Aquí la hora-nalga está en el salón de la fama de los dogmas civiles, junto con el Cura Hidalgo y la dicotomía salsa verde / salsa roja. No por nada México es el país de Latinoamérica que realiza más trabajo presencial de tiempo completo, y luego del surgimiento del home office y el trabajo híbrido, es uno de los que muestra mayor resistencia a continuar con estas alternativas en lugar de regresar masivamente a las oficinas (Hernández, 2024, 22 de julio). Decía Octavio Paz que ”el mexicano frecuenta a la muerte, la burla, la acaricia, duerme con ella, la festeja, es uno de sus juguetes favoritos y su amor permanente” (2020); lo que no dijo es que el resto del tiempo lo pasa sentado en su cubículo mientras la Muerte se queda en casa, probablemente cantando “Detrás de mi ventana”.

La hora-nalga es, en principio, una medida de tiempo: aquel que se dedica a llenar un espacio con la propia materia, con independencia de si se tiene mucho, poco, o nada de trabajo. Es también, sin embargo, una medida de distancia, o más bien una antidistancia, que propongo medir, o antimedir, en culómetros. Cada culómetro son mil metros que no estamos recorriendo, y así como mis amistades empiezan a paliar la crisis de los treinta corriendo los maratones que nunca les habían interesado, quienes pueblan las oficinas de 9 a 5 p.m. anticorren cada día un maratón de entre cinco y diez culómetros, según su lugar en la jerarquía empresarial. Los resultados —esperables— los advierten una y otra vez las personas profesionales de la salud: lumbalgia, mala postura, problemas cardiovasculares, metabolismo atrofiado, mayor tendencia a la obesidad y la diabetes, sin contar el catálogo de atentados contra la salud mental que suponen la inmovilidad y el cautiverio por contrato. Como en todos los dogmas, sin embargo, la razón es el cordero sacrificial. Por eso, quizá, durante la pandemia nos pareció de lo más natural entrenar a la generación más joven para los diez culómetros planos del resto de su vida.

No es raro escuchar que se compare la vida laboral en general, y la cultura de la hora-nalga en particular, con el mito de Sísifo, que trajina un día sí y el otro también en subir una piedra que a la mañana siguiente está de nuevo en la base de la pendiente; esta es, no obstante, una visión optimista, porque Sísifo, como quiera, puede estirar las piernas, y la persona en situación de oficinista solo camina en su imaginación. Además, a Sísifo se le considera unánimemente sujeto de un castigo.

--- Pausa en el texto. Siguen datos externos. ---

//! File-backed persistence for player records.
//!
//! The player file is the source of truth. It is read whole and rewritten whole.

mod player_store;

pub use player_store::*;

use std::path::{Path, PathBuf};
use std::sync::atomic::{AtomicU64, Ordering};

use tokio::io::AsyncWriteExt;

static TEMP_COUNTER: AtomicU64 = AtomicU64::new(0);

/// Create the player file (and its parent directory) holding an empty set if missing.
pub async fn init_player_file(path: &Path) -> std::io::Result<()> {
    if let Some(parent) = path.parent().filter(|p| !p.as_os_str().is_empty()) {
        tokio::fs::create_dir_all(parent).await?;
    }

    match tokio::fs::try_exists(path).await? {
        true => Ok(()),
        false => {
            tracing::info!("Creating empty player file at {:?}", path);
            write_atomic(path, b"[]").await
        }
    }
}

/// Replace `path` with `bytes` via a synced sibling temp file and a rename.
///
/// Readers observe either the old or the new contents, never a truncated file.
pub async fn write_atomic(path: &Path, bytes: &[u8]) -> std::io::Result<()> {
    let tmp = temp_path(path);

    let result = async {
        let mut file = tokio::fs::File::create(&tmp).await?;
        file.write_all(bytes).await?;
        file.sync_all().await?;
        drop(file);
        tokio::fs::rename(&tmp, path).await
    }
    .await;

    if result.is_err() {
        tokio::fs::remove_file(&tmp).await.ok();
    }
    result
}

fn temp_path(path: &Path) -> PathBuf {
    let name = path
        .file_name()
        .map(|n| n.to_string_lossy().into_owned())
        .unwrap_or_else(|| "players.json".to_string());
    let n = TEMP_COUNTER.fetch_add(1, Ordering::Relaxed);
    path.with_file_name(format!(".{}.{}.{}.tmp", name, std::process::id(), n))
}
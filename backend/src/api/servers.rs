//! Server topology and readiness endpoints.

use axum::{extract::State, Json};

use super::{message, ApiResult};
use crate::models::{MessageResponse, ServerList};
use crate::AppState;

/// GET /servers/list - Static proxy and hub listing.
pub async fn list_servers() -> Json<ServerList> {
    Json(ServerList::topology())
}

/// POST /servers/proxyready - Forward the ready signal to the peer service.
pub async fn proxy_ready(State(state): State<AppState>) -> ApiResult<MessageResponse> {
    state.notifier.notify_ready().await?;
    message("POST request sent successfully")
}
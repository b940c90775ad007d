//! Player records as persisted in the player file.

use std::collections::HashMap;
use std::fmt;
use std::str::FromStr;

use serde::{Deserialize, Serialize};

/// Known rank tags. Stored rank fields stay free-form strings.
#[derive(Debug, Clone, Copy, PartialEq, Eq, Hash)]
pub enum Rank {
    Default,
    Vip,
    Helper,
    Mod,
    Admin,
}

impl Rank {
    pub const ALL: [Rank; 5] = [Rank::Default, Rank::Vip, Rank::Helper, Rank::Mod, Rank::Admin];

    pub fn as_str(&self) -> &'static str {
        match self {
            Rank::Default => "DEFAULT",
            Rank::Vip => "VIP",
            Rank::Helper => "HELPER",
            Rank::Mod => "MOD",
            Rank::Admin => "ADMIN",
        }
    }
}

impl fmt::Display for Rank {
    fn fmt(&self, f: &mut fmt::Formatter<'_>) -> fmt::Result {
        f.write_str(self.as_str())
    }
}

impl FromStr for Rank {
    type Err = String;

    fn from_str(s: &str) -> Result<Self, Self::Err> {
        Rank::ALL
            .into_iter()
            .find(|rank| rank.as_str() == s)
            .ok_or_else(|| format!("Unknown rank: {}", s))
    }
}

/// A player's stored inventory. Both blobs are opaque to the backend.
#[derive(Debug, Clone, Default, PartialEq, Eq, Serialize, Deserialize)]
#[serde(rename_all = "camelCase")]
pub struct InventoryRecord {
    #[serde(default, skip_serializing_if = "String::is_empty")]
    pub contents: String,
    #[serde(default, skip_serializing_if = "String::is_empty")]
    pub armor_contents: String,
}

/// A single player, keyed by `uuid`.
#[derive(Debug, Clone, PartialEq, Eq, Serialize, Deserialize)]
#[serde(rename_all = "camelCase")]
pub struct PlayerRecord {
    pub uuid: String,
    #[serde(default)]
    pub player_rank: String,
    #[serde(default)]
    pub staff_rank: String,
    #[serde(default, skip_serializing_if = "Option::is_none")]
    pub inventory: Option<InventoryRecord>,
}

impl PlayerRecord {
    /// Record handed out on the first lookup of an unknown identity.
    pub fn new_default(uuid: impl Into<String>) -> Self {
        Self {
            uuid: uuid.into(),
            player_rank: Rank::Default.to_string(),
            staff_rank: Rank::Default.to_string(),
            inventory: Some(InventoryRecord::default()),
        }
    }
}

/// Flattened inventory returned by `GET /players/inv/{uuid}`.
#[derive(Debug, Clone, PartialEq, Eq, Serialize)]
#[serde(rename_all = "camelCase")]
pub struct InventoryView {
    pub uuid: String,
    #[serde(skip_serializing_if = "String::is_empty")]
    pub inv_contents: String,
    #[serde(skip_serializing_if = "String::is_empty")]
    pub armor_contents: String,
}

impl InventoryView {
    pub fn from_record(record: &PlayerRecord) -> Self {
        let inventory = record.inventory.as_ref();
        Self {
            uuid: record.uuid.clone(),
            inv_contents: inventory.map(|i| i.contents.clone()).unwrap_or_default(),
            armor_contents: inventory
                .map(|i| i.armor_contents.clone())
                .unwrap_or_default(),
        }
    }
}

/// Request body for setting a player's rank. A missing rank decodes as empty.
#[derive(Debug, Clone, Deserialize)]
pub struct SetRankRequest {
    #[serde(default)]
    pub rank: String,
}

/// Request body for the inventory and armor setters: a JSON object of strings.
///
/// Null values and missing keys read as empty, which clears the stored blob.
#[derive(Debug, Clone, Default, Deserialize)]
#[serde(transparent)]
pub struct BlobPayload(HashMap<String, Option<String>>);

impl BlobPayload {
    pub const INV_CONTENTS: &'static str = "invContents";
    pub const ARMOR_CONTENTS: &'static str = "armorContents";

    /// Take the value under `key`, empty when absent or null.
    pub fn take(&mut self, key: &str) -> String {
        self.0.remove(key).flatten().unwrap_or_default()
    }
}

/// Confirmation body returned by mutating endpoints.
#[derive(Debug, Clone, Serialize)]
pub struct MessageResponse {
    pub message: String,
}

impl MessageResponse {
    pub fn new(message: impl Into<String>) -> Self {
        Self {
            message: message.into(),
        }
    }
}
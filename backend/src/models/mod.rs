//! Data models for the sandbox backend.
//!
//! Field names match the JSON consumed by the proxy and hub servers.

mod player;
mod server;

pub use player::*;
pub use server::*;
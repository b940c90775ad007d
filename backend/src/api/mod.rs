//! REST API module.
//!
//! Routes and handlers for the player and server endpoints.

mod players;
mod servers;

pub use players::*;
pub use servers::*;

use axum::Json;

use crate::errors::AppError;
use crate::models::MessageResponse;

/// Response type for handlers: JSON body or an error mapped to its status.
pub type ApiResult<T> = Result<Json<T>, AppError>;

/// Create a confirmation response.
pub fn message(text: &str) -> ApiResult<MessageResponse> {
    Ok(Json(MessageResponse::new(text)))
}
//! Shared-secret authentication module.
//!
//! Implements constant-time comparison to mitigate timing attacks.

use axum::{
    extract::Request,
    http::header,
    middleware::Next,
    response::{IntoResponse, Response},
};
use subtle::ConstantTimeEq;

use crate::errors::AppError;

/// Header name for the shared secret.
pub const API_KEY_HEADER: &str = "apikey";

/// Authentication layer function that takes the expected key as a parameter.
pub async fn api_key_auth_layer(
    expected_key: Option<String>,
    request: Request,
    next: Next,
) -> Response {
    // No key configured: gate is open
    let Some(expected) = expected_key else {
        return next.run(request).await;
    };

    let provided = request
        .headers()
        .get(API_KEY_HEADER)
        .and_then(|v| v.to_str().ok())
        .or_else(|| {
            request
                .headers()
                .get(header::AUTHORIZATION)
                .and_then(|v| v.to_str().ok())
                .and_then(|s| s.strip_prefix("Bearer "))
        })
        .map(|s| s.to_string());

    match provided {
        Some(key) if constant_time_compare(&key, &expected) => next.run(request).await,
        _ => {
            tracing::debug!("Rejected request to {}", request.uri().path());
            AppError::Unauthorized("Unauthorized".to_string()).into_response()
        }
    }
}

/// Perform constant-time string comparison.
fn constant_time_compare(a: &str, b: &str) -> bool {
    a.as_bytes().ct_eq(b.as_bytes()).into()
}
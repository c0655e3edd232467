//! Suite registration: the ordered sets of fixtures and test cases a run
//! driver executes.
//!
//! Registration order is execution order, both for fixtures (setup walks the
//! list forward, teardown walks it backward) and for cases.

use std::fmt;

use crate::errors::CaseFailure;
use crate::fixture::GlobalFixture;

/// Outcome of a test-case body: `Ok(())` passes, `Err` fails.
pub type CaseResult = Result<(), CaseFailure>;

/// A named test case with a boxed body.
///
/// Bodies are `FnMut` so a suite can be run more than once; an empty body
/// that returns `Ok(())` immediately reports as passed.
pub struct TestCase {
    name: String,
    body: Box<dyn FnMut() -> CaseResult>,
}

impl TestCase {
    pub fn name(&self) -> &str {
        &self.name
    }

    pub(crate) fn invoke(&mut self) -> CaseResult {
        (self.body)()
    }
}

impl fmt::Debug for TestCase {
    fn fmt(&self, f: &mut fmt::Formatter<'_>) -> fmt::Result {
        f.debug_struct("TestCase").field("name", &self.name).finish()
    }
}

/// A named, ordered collection of global fixtures and test cases.
pub struct Suite {
    name: String,
    fixtures: Vec<Box<dyn GlobalFixture>>,
    cases: Vec<TestCase>,
}

impl Suite {
    pub fn new(name: impl Into<String>) -> Self {
        Self {
            name: name.into(),
            fixtures: Vec::new(),
            cases: Vec::new(),
        }
    }

    pub fn name(&self) -> &str {
        &self.name
    }

    /// Registers a global fixture. Fixtures set up in registration order.
    pub fn register_fixture(&mut self, fixture: impl GlobalFixture + 'static) {
        self.fixtures.push(Box::new(fixture));
    }

    /// Registers a test case. Cases execute in registration order.
    pub fn register_case(
        &mut self,
        name: impl Into<String>,
        body: impl FnMut() -> CaseResult + 'static,
    ) {
        self.cases.push(TestCase {
            name: name.into(),
            body: Box::new(body),
        });
    }

    pub fn fixture_count(&self) -> usize {
        self.fixtures.len()
    }

    pub fn case_count(&self) -> usize {
        self.cases.len()
    }

    /// Case names in registration (and therefore execution) order.
    pub fn case_names(&self) -> impl Iterator<Item = &str> {
        self.cases.iter().map(|case| case.name())
    }

    pub(crate) fn fixtures_mut(&mut self) -> &mut [Box<dyn GlobalFixture>] {
        &mut self.fixtures
    }

    pub(crate) fn cases_mut(&mut self) -> &mut [TestCase] {
        &mut self.cases
    }
}

impl fmt::Debug for Suite {
    fn fmt(&self, f: &mut fmt::Formatter<'_>) -> fmt::Result {
        f.debug_struct("Suite")
            .field("name", &self.name)
            .field("fixtures", &self.fixtures.len())
            .field("cases", &self.cases.len())
            .finish()
    }
}
//! Standard-stream access for fixtures and the run driver.
//!
//! Fixture setup code writes diagnostics through a [`RunStreams`] sink rather
//! than touching `stdout`/`stderr` directly, to make the I/O testable and
//! injectable. Every write is newline-terminated and flushed before the call
//! returns, so partial output stays visible even if the process aborts right
//! after, and an observer reading both channels sees lines in program order.

use std::io::{self, Write};

/// Which of the two standard channels a line was written to.
#[derive(Debug, Clone, Copy, PartialEq, Eq)]
pub enum StreamChannel {
    Out,
    Err,
}

/// A single recorded line, tagged with its channel.
#[derive(Debug, Clone, PartialEq, Eq)]
pub struct StreamEvent {
    pub channel: StreamChannel,
    pub line: String,
}

/// Destination for diagnostic lines emitted during a run.
///
/// Both methods append the newline themselves and flush immediately.
pub trait RunStreams {
    fn line_out(&mut self, line: &str) -> io::Result<()>;
    fn line_err(&mut self, line: &str) -> io::Result<()>;
}

/// Writes to the real process streams, one locked write + flush per line.
pub struct ProcessStreams;

impl RunStreams for ProcessStreams {
    fn line_out(&mut self, line: &str) -> io::Result<()> {
        let mut out = io::stdout().lock();
        out.write_all(line.as_bytes())?;
        out.write_all(b"\n")?;
        out.flush()
    }

    fn line_err(&mut self, line: &str) -> io::Result<()> {
        let mut err = io::stderr().lock();
        err.write_all(line.as_bytes())?;
        err.write_all(b"\n")?;
        err.flush()
    }
}

/// Records lines into a single ordered event list instead of writing them.
///
/// Keeping one list across both channels preserves the relative order of
/// stdout and stderr writes, which is exactly what in-process tests need to
/// check that a stdout line was emitted before a stderr line.
#[derive(Debug, Default)]
pub struct CaptureStreams {
    events: Vec<StreamEvent>,
}

impl CaptureStreams {
    pub fn new() -> Self {
        Self::default()
    }

    /// All recorded lines, in emission order, across both channels.
    pub fn events(&self) -> &[StreamEvent] {
        &self.events
    }

    /// The stdout channel's content, one `\n`-terminated line per write.
    pub fn stdout_text(&self) -> String {
        self.channel_text(StreamChannel::Out)
    }

    /// The stderr channel's content, one `\n`-terminated line per write.
    pub fn stderr_text(&self) -> String {
        self.channel_text(StreamChannel::Err)
    }

    fn channel_text(&self, channel: StreamChannel) -> String {
        let mut text = String::new();
        for event in self.events.iter().filter(|e| e.channel == channel) {
            text.push_str(&event.line);
            text.push('\n');
        }
        text
    }
}

impl RunStreams for CaptureStreams {
    fn line_out(&mut self, line: &str) -> io::Result<()> {
        self.events.push(StreamEvent {
            channel: StreamChannel::Out,
            line: line.to_string(),
        });
        Ok(())
    }

    fn line_err(&mut self, line: &str) -> io::Result<()> {
        self.events.push(StreamEvent {
            channel: StreamChannel::Err,
            line: line.to_string(),
        });
        Ok(())
    }
}

/// Discards everything, for runs where diagnostics are irrelevant.
pub struct NullStreams;

impl RunStreams for NullStreams {
    fn line_out(&mut self, _line: &str) -> io::Result<()> {
        Ok(())
    }

    fn line_err(&mut self, _line: &str) -> io::Result<()> {
        Ok(())
    }
}
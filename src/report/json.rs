//! JSON rendering of a [`RunReport`].
//!
//! The report serializes through serde, so this module is a thin shim that
//! pretty-prints it and appends a trailing newline. Field names and status
//! spellings are part of the output contract and are pinned by the serde
//! attributes on the report types.

use std::io::{self, Write};

use crate::report::RunReport;

/// Renders the report as pretty-printed JSON followed by a newline.
pub fn render<W: Write>(out: &mut W, report: &RunReport) -> io::Result<()> {
    serde_json::to_writer_pretty(&mut *out, report)
        .map_err(|err| io::Error::new(io::ErrorKind::Other, err))?;
    writeln!(out)?;
    Ok(())
}
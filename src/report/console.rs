//! Human-readable console rendering of a [`RunReport`].
//!
//! One line per test case with a colored `PASS`/`FAIL`/`SKIP` label, a
//! `SETUP ERROR` block per failed global fixture, and a closing summary.
//! Writes through any [`WriteColor`] sink, so the same renderer serves a
//! color-capable terminal and a plain file (wrap the file in
//! [`termcolor::NoColor`]).

use std::io;

use termcolor::{Color, ColorSpec, WriteColor};

use crate::report::{CaseRecord, CaseStatus, RunReport, RunStatus};

// ============================================================================
// RENDERER
// ============================================================================

/// Renders the report as labelled per-case lines plus a summary.
///
/// Color escapes are best-effort: failures to set or reset a color are
/// ignored, failures to write content are propagated.
pub fn render<W: WriteColor>(out: &mut W, report: &RunReport) -> io::Result<()> {
    for failure in &report.fixture_failures {
        write_label(out, "SETUP ERROR", Color::Red, true)?;
        writeln!(out, ": {}: {}", failure.fixture, failure.message)?;
    }

    for case in &report.cases {
        write_case_line(out, case)?;
    }

    writeln!(out)?;
    write!(out, "Run summary: total {}, ", report.total())?;
    write_label(out, "passed", Color::Green, false)?;
    write!(out, " {}, ", report.passed())?;
    write_label(out, "failed", Color::Red, false)?;
    write!(out, " {}, ", report.failed())?;
    write_label(out, "skipped", Color::Yellow, false)?;
    writeln!(out, " {}, setup errors {}", report.skipped(), report.fixture_failures.len())?;

    write!(out, "Run status: ")?;
    let (status_color, bold) = match report.status {
        RunStatus::AllPassed => (Color::Green, false),
        RunStatus::SomeFailed => (Color::Red, false),
        RunStatus::FixtureError => (Color::Red, true),
    };
    write_label(out, report.status.as_str(), status_color, bold)?;
    writeln!(out)?;
    Ok(())
}

// ============================================================================
// PRIVATE HELPERS
// ============================================================================

fn write_case_line<W: WriteColor>(out: &mut W, case: &CaseRecord) -> io::Result<()> {
    match case.status {
        CaseStatus::Passed => {
            write_label(out, "PASS", Color::Green, false)?;
            writeln!(out, ": {}", case.name)?;
        }
        CaseStatus::Failed => {
            write_label(out, "FAIL", Color::Red, false)?;
            writeln!(out, ": {}", case.name)?;
            if let Some(detail) = &case.detail {
                writeln!(out, "  reason: {detail}")?;
            }
        }
        CaseStatus::Skipped => {
            write_label(out, "SKIP", Color::Yellow, false)?;
            match &case.detail {
                Some(reason) => writeln!(out, ": {} ({})", case.name, reason)?,
                None => writeln!(out, ": {}", case.name)?,
            }
        }
    }
    Ok(())
}

fn write_label<W: WriteColor>(out: &mut W, text: &str, color: Color, bold: bool) -> io::Result<()> {
    let _ = out.set_color(ColorSpec::new().set_fg(Some(color)).set_bold(bold));
    write!(out, "{text}")?;
    let _ = out.reset();
    Ok(())
}

// ============================================================================
// TESTS
// ============================================================================

#[cfg(test)]
mod tests {
    use termcolor::NoColor;

    use super::*;
    use crate::report::FixtureFailure;

    fn render_plain(report: &RunReport) -> String {
        let mut out = NoColor::new(Vec::new());
        render(&mut out, report).unwrap();
        String::from_utf8(out.into_inner()).unwrap()
    }

    #[test]
    fn passing_run_lists_cases_and_totals() {
        let report = RunReport::new(
            "smoke",
            vec![
                CaseRecord::passed("first"),
                CaseRecord::passed("second"),
            ],
            Vec::new(),
        );
        let text = render_plain(&report);
        assert!(text.contains("PASS: first\n"));
        assert!(text.contains("PASS: second\n"));
        assert!(text.contains("Run summary: total 2, passed 2, failed 0, skipped 0, setup errors 0"));
        assert!(text.contains("Run status: all-passed"));
    }

    #[test]
    fn failed_case_detail_is_printed_on_its_own_line() {
        let report = RunReport::new(
            "smoke",
            vec![CaseRecord::failed("boundary", "expected 4, got 5")],
            Vec::new(),
        );
        let text = render_plain(&report);
        assert!(text.contains("FAIL: boundary\n  reason: expected 4, got 5\n"));
        assert!(text.contains("Run status: some-failed"));
    }

    #[test]
    fn fixture_failure_block_carries_the_message_verbatim() {
        let report = RunReport::new(
            "fixture_probe",
            vec![CaseRecord::skipped(
                "test_dummy",
                "global fixture 'noisy-setup' failed during setup",
            )],
            vec![FixtureFailure {
                fixture: "noisy-setup".to_string(),
                message: "This is a global fixture init failure".to_string(),
            }],
        );
        let text = render_plain(&report);
        assert!(text.contains(
            "SETUP ERROR: noisy-setup: This is a global fixture init failure\n"
        ));
        assert!(text.contains(
            "SKIP: test_dummy (global fixture 'noisy-setup' failed during setup)\n"
        ));
        assert!(text.contains("setup errors 1"));
        assert!(text.contains("Run status: fixture-error"));
    }
}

En algún momento fue así también con quien debe trabajar; no solo por la irónicamente tétrica etimología de la palabra —tripalium, un cepo agrícola devenido instrumento de tortura—, sino por la influencia cristiana: a fin de cuentas, el castigo que Yahvé le dio a Adán por comer el fruto prohibido fue una jornada laboral. Con el tiempo, sin embargo, el trabajo se asoció a la virtud, y cuando menos lo esperábamos hubo que empezar a agradecerlo y a aceptar realizarlo, incluso en las peores condiciones, a riesgo de que se nos perciba como gente viciosa, malagradecida y pobre por elección. Incluso ciertos cristianos —en Estados Unidos, por ejemplo— han dado con ese alebrije ideológico conocido como “la teología de la prosperidad”, una interpretación de la Biblia que vincula la fe con la consecución del éxito financiero y profesional. En un contexto tan hostil como esta subrama del amor cristiano, quien pasa menos horas sometido a la voluntad de su patrón no solo se merece la pobreza, sino también el infierno.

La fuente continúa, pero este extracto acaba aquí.